Гуляев, все убыстряя и убыстряя шаг, кинулся по улице. Он еще только подходил к ограде милиции, когда мимо него пронеслись два всадника и один из них, бросив повод второму, соскочил с коня и, отстранив часового, ворвался в ворота милиции.

Гуляев, узнав Сякина, промчался мимо дежурки и по лестнице взбежал к иншаковскому кабинету. Там громко звучали раздраженные голоса.

– Можно? – приоткрыв дверь, спросил Гуляев.

– Входи! – донесся голос Иншакова.

У окна, сунув руки в карманы кожанки, стоял Бубнич. Иншаков, сверкая сплошной кожей костюма, тонул в кресле. Сякин оседлал стул, опустив подбородок на сложенные на спинке руки.

– И ты, командир эскадрона, – глядя в стол, запальчиво повышал голос Иншаков, – командир эскадрона Красной рабоче-крестьянской армии, допускаешь дебош и резню.

– А кто резал? – спросил Сякин, отрывая подбородок от рук. – Я резал? А ну, повтори!

– Ты, Сякин! – крикнул Иншаков. – Ты, Сякин!

– Заладил – «тысякин», «тысякин»! – сказал Сякин, одной рукой заламывая папаху, а другой шаря в кармане. – Твои «снегири» моих эскадонцев стреляют, а я ишо их же и спасать должен.

Бубнич повернулся к Сякину и с хмурым любопытством смотрел, как тот закуривает.

– Орут, орут, ядри твою качель, – сказал Сякин, словно не замечая упорного взгляда Бубнича. – Пошумели хлопцы, так понятно: убили товарища, жратва хреновая… А твоя жандармерия, Иншаков, в моих ребят палила, – повысил он голос. – Это как понимать? Шо за контру ты под своим крылышком прячешь?

– Брось выламываться, Сякин, – сказал Бубнич. – Ты красный командир или бандюк?

– Эт-то как понимать? – с расстановкой сказал Сякин и легко поднялся во всю свою ястребиную стать. – Эт-то кто ж бандюк? Эт-то кого же вы так обзываете?

– Я тебе сказал, Сякин, – зло прищурился Бубнич. – Твои люди совершили погром, убили человека, ограбили двор, добыли самогон. Ты должен выдать зачинщиков, чтобы они предстали перед трибуналом.

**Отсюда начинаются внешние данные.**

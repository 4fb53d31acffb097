//! Static configuration and train position input.

pub mod topology;
pub mod signals;
pub mod feed;

use regex::Regex;

#[derive(Debug, Fail)]
pub enum ParseError {
    #[fail(display = "error in regular expression: {}", _0)]
    RegexError(String),
    #[fail(display = "error converting number on line {}: {}", _0, _1)]
    NumberError(usize, String),
    #[fail(display = "unrecognized line {}: {}", _0, _1)]
    Unrecognized(usize, String),
    #[fail(display = "duplicate {} \"{}\"", _0, _1)]
    Duplicate(&'static str, String),
    #[fail(display = "signal \"{}\" monitors no segments", _0)]
    NoSegments(String),
}

pub(crate) fn regex(re: &str) -> Result<Regex, ParseError> {
    Regex::new(re).map_err(|e| ParseError::RegexError(format!("{:?}", e)))
}

// A `#` inside double quotes does not start a comment.
fn strip_comment(line: &str) -> &str {
    let mut quoted = false;
    for (i, c) in line.char_indices() {
        match c {
            '"' => quoted = !quoted,
            '#' if !quoted => return &line[..i],
            _ => {},
        }
    }
    line
}

/// Non-blank lines with `#` comments removed, numbered from 1.
pub(crate) fn content_lines<'a>(input: &'a str) -> impl Iterator<Item = (usize, &'a str)> + 'a {
    input.lines()
        .enumerate()
        .map(|(i, line)| (i + 1, strip_comment(line).trim()))
        .filter(|&(_, line)| !line.is_empty())
}

#[cfg(test)]
mod tests {
    use super::*;

    #[test]
    fn comments() {
        let lines: Vec<_> = content_lines("# header\n\ntrack T1 S1 # trailing\nsignal 1 \"Starter #1\" # x").collect();
        assert_eq!(lines, vec![(3, "track T1 S1"), (4, "signal 1 \"Starter #1\"")]);
    }
}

Сякин стоял, отставив ногу, глубоко заглатывая дым самокрутки, с его согнутой в локте руки свисала нагайка.

– Штой-то много у меня грехов, комиссар, – сказал он, выставляя в усмешке ровные обкуренные зубы. – Оно ведь так завсегда ведется: гриб можно стоптать, о пенек спотыкаешься. Хлопцы мои во всем виноваты, а комиссары завсегда безвинные.

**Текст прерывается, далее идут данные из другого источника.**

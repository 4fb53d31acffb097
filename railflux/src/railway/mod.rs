//! Occupancy and signal state over the static topology.

pub mod registry;
pub mod occupancy;
pub mod signal;

use std::fmt;

use crate::input::topology::{SegmentRef, SignalId, TrackId, TrainId};
use crate::output::history::ScanLogEvent;
use crate::store::StoreError;

pub type Logger = Box<dyn Fn(ScanLogEvent)>;

#[derive(Debug, Clone, PartialEq, Eq)]
pub enum NotFound {
    Track(TrackId),
    Segment(SegmentRef),
    Signal(SignalId),
}

impl fmt::Display for NotFound {
    fn fmt(&self, f: &mut fmt::Formatter) -> fmt::Result {
        match *self {
            NotFound::Track(ref t) => write!(f, "unknown track \"{}\"", t),
            NotFound::Segment(ref s) => write!(f, "unknown segment \"{}\"", s),
            NotFound::Signal(ref s) => write!(f, "unknown signal \"{}\"", s),
        }
    }
}

#[derive(Debug, Clone, Fail)]
pub enum ScanError {
    #[fail(display = "{}", _0)]
    NotFound(NotFound),
    #[fail(display = "state store unavailable: {}", _0)]
    StoreUnavailable(#[cause] StoreError),
    #[fail(display = "malformed report for train {}: {}", train, reason)]
    MalformedReport { train: TrainId, reason: String },
}

impl From<StoreError> for ScanError {
    fn from(e: StoreError) -> ScanError {
        ScanError::StoreUnavailable(e)
    }
}

impl From<NotFound> for ScanError {
    fn from(e: NotFound) -> ScanError {
        ScanError::NotFound(e)
    }
}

– Ты-ы! – вскочил Иншаков. – Я твою идею наскрозь вижу!

– Сядь, – приказал Бубнич и повернул голову к Сякину. – Выдашь зачинщиков?

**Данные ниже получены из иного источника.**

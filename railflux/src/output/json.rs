use failure::Error;
use serde_json::{json, Value};
use std::io;

use super::history::{History, ScanLogEvent};

fn event_json(ev: &ScanLogEvent) -> Value {
    use self::ScanLogEvent::*;
    match *ev {
        Cycle(n) => json!({ "event": "cycle", "cycle": n }),
        Occupied(ref seg, x) => json!({
            "event": "occupied", "track": seg.track, "segment": seg.segment, "value": x
        }),
        Aspect(ref id, aspect, code) => json!({
            "event": "signal", "ref": id,
            "value": format!("{:?}", aspect).to_lowercase(), "status": code
        }),
        ReportSkipped(ref train, ref reason) => json!({
            "event": "report_skipped", "ref": train, "reason": reason
        }),
        SignalSkipped(ref id, ref reason) => json!({
            "event": "signal_skipped", "ref": id, "reason": reason
        }),
        CycleFailed(n, ref reason) => json!({
            "event": "cycle_failed", "cycle": n, "reason": reason
        }),
    }
}

pub fn history_json(history: &History) -> Value {
    json!({
        "cycles": history.cycles,
        "failed_cycles": history.failed_cycles,
        "events": history.events.iter().map(event_json).collect::<Vec<_>>(),
        "state": history.state,
    })
}

pub fn json_history<W: io::Write>(history: &History, f: &mut W) -> Result<(), Error> {
    serde_json::to_writer_pretty(&mut *f, &history_json(history))?;
    Ok(())
}

pub fn javascript_history<W: io::Write>(history: &History, f: &mut W) -> Result<(), Error> {
    write!(f, "var data = ")?;
    json_history(history, f)?;
    write!(f, ";")?;
    Ok(())
}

– Я беспорядков не видал, кого ж выдавать? – весело оскалился Сякин.

– Пойдешь под трибунал, – сказал Бубнич и резко приказал Гуляеву. – Обезоружить.

Тот шагнул, но комэск, отскочив к стене, выхватил клинок, и резкий свист его окружил Ся-кина непроходимой завесой.

Гуляев вынул наган и посмотрел на Бубнича. Но тот, стоя у окна, глядел в пол. Сякин прекратил вращать шашкой и прижал ее лезвие к сапогу.

– Ну, – сказал он, – попробуй возьми Сякина!

В тишине слышно было, как Иншаков бессмысленно перебирает бумаги на своем столе.

– Гляди, комиссар, – пообещал Сякин, – не выйду отсюда – мои хлопцы добре за это расплатятся.

Дверь кабинета распахнулась, и широкая оплывшая физиономия дежурного показалась в проеме.

– Товарищ начальник, эскадронцы!

Бубнич посмотрел в окно. Даже сквозь двойные стекла был слышен гул во дворе.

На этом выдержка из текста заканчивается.